In the ‘Morning Advertiser’ of July 18 last, the special military correspondent at the Cape gives an interesting account of a ride that he made with irregular cavalry on a raid. He says: ‘Few of the men have their horses shod in front; some do not shoe at all;’ and he remarks that, in his excursion, they had to go over ‘sheets of polished, wet, slippery stone in the torrent beds, making one wonder how our unshod horses could keep their feet.’ It is worthy of remark that this was only a few days before the battle of Ulundi, in which these horses took such an active part. In fact, they saw the whole war through; and, on August 9, we find the special war correspondent of the ‘Daily News’ reporting of these same animals that ‘the constant work they have had naturally keeps them devoid of superfluous flesh; but, for all this, they are as hard as nails, and good in the wind.’ All through the reports on the war, not a complaint was made as to these horses falling lame. Surely there must be something in this.
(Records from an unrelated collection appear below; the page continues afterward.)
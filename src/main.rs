use interview_scheduler_backend::{
    api_router,
    config::{get_config, init_config},
    models::candidate::ScheduleData,
    store::json_store::ScheduleStore,
    AppState,
};
use std::net::SocketAddr;
use tokio::net::TcpListener;
use tower_http::{cors::CorsLayer, services::ServeDir, trace::TraceLayer};
use tracing::{info, warn};

#[tokio::main]
async fn main() -> anyhow::Result<()> {
    tracing_subscriber::fmt::init();
    init_config()?;
    let config = get_config();

    let store = ScheduleStore::new(&config.data_file);
    if !store.path().exists() {
        warn!(path = %config.data_file, "Store file missing, creating an empty one");
        if let Some(parent) = store.path().parent() {
            tokio::fs::create_dir_all(parent).await?;
        }
        store
            .save(&ScheduleData {
                candidates: vec![],
                available_slots: vec![],
            })
            .await?;
    }
    info!(path = %config.data_file, "Using candidate store");

    match &config.voice_backend_url {
        Some(url) => info!(backend = %url, "Voice backend configured explicitly"),
        None => info!("Voice backend will be inferred from request host (port 5000)"),
    }

    let app_state = AppState::new();

    let app = api_router()
        .with_state(app_state)
        .fallback_service(ServeDir::new("public"))
        .layer(CorsLayer::permissive())
        .layer(TraceLayer::new_for_http());

    let addr: SocketAddr = config.server_address.parse()?;
    info!("Server listening on {}", addr);
    let listener = TcpListener::bind(addr).await?;
    axum::serve(listener, app).await?;

    Ok(())
}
Sheets of wet, slippery rock, and rolling stones in river beds, would be calculated to try the hoofs to the utmost; yet in the pursuit of the Zulus, when they fled at Ulundi, these ‘ponies’ (from 14½ hands downwards) were able, we are told, to follow miles further than the shod horses.
The shoe adapted for traffic on one kind of pavement ill suits another.’ But is it so? Ask Mr. Smither. ‘If we had a uniform kind of pavement, a shoe for universal use would be quickly invented. The ingenuity of man would devise horseshoes to travel over glass, were glass the only pavement in use.’ This is an insult to the common sense of its readers. It has been widely, and for a long time, proved that the naked foot of the horse is as much at home on one kind of hard road as on another, and can pass over all of them alternately without wearing out, or inconveniencing the horse, and that on none of them will he slip, or on wet grass either. In Mexico, Yucatan, Honduras (both British and Spanish), Guatemala, San Salvador, Nicaragua, Costa Rica, the United States of Colombia, Venezuela, Ecuador, Bolivia, Peru, and Brazil, horses, mules, and donkeys are worked over every description of hard roads, most of them exceedingly rough, carrying very heavy packs from the back country down to the seaboard, and in some cases making a journey of several hundreds of miles, and they load back again; yet they never wear out their hoofs. The writer speaks from experience; for it has been his lot to own and work hundreds of animals at a time in more than one of these countries; and if shoeing could have helped him in the slightest he would most certainly have resorted to it. No man could see four or five hundred animals incapacitated from work without seeking such a simple remedy; but it was never wanted, and many years of experience of this kind have naturally convinced him that horses work better, and can travel further, without shoes than with them.
Nor is this all. Unshod horses enjoy almost a total immunity from diseases of the feet and legs. Side-bones, sandcrack, seedy toe, ringbone, thrush, and quittor were never seen in the writer’s stables. Spavins, curbs, splints, and windgalls were very rare. Thrush is effectually cured by removing the shoe from any horse that suffers from it. Professor Coleman said that ‘the frog must have pressure, or become diseased;’ and Mr. Douglas says that ‘contraction prevents a supply of blood from reaching the sensitive frog that produces the insensible frog; and so, becoming useless for the purpose nature intended it, instead of coming to horn it oozes out a noxious-smelling fluid.’ The unshod horse has frog pressure; so, unless he should stand upon rotten litter, thrush he cannot get. Quittor is caused by pricking with a nail, or by the horse resting with the toe of one foot, and bearing with the heel of the shoe of that foot (especially should the shoe be calked) upon the coronet of the opposite one. Hence unshod horses can with difficulty get quittor, neither do they. An unshod horse ‘feels his feet,’ and knows what he is doing with them; so he scarcely knows what it is to overreach himself; and even if he does such a thing, no evil consequences are ever noticed, because the horn cannot inflict injury like iron. For sandcrack and seedy toe there are no names in the above-cited countries, and no one can bring the natives to understand that such diseases exist. If you suggest corns to them they laugh in your face, and no wonder. Mr. Dalziel says: ‘Corns on the human foot are practically known to most people, being one of the unpleasant and unnecessary attendants on civilisation, for they came into fashion with boots and shoes. So with corns on the foot of the horse.’ Mayhew says: ‘Spavin, splint, or ringbone are no more the legitimate consequences of equine existence than noads and anchylosis are the natural inheritance of human beings.’ By illegitimate treatment ninety-nine hundredths of the diseases of the feet and legs are caused — shoeing being the most to blame.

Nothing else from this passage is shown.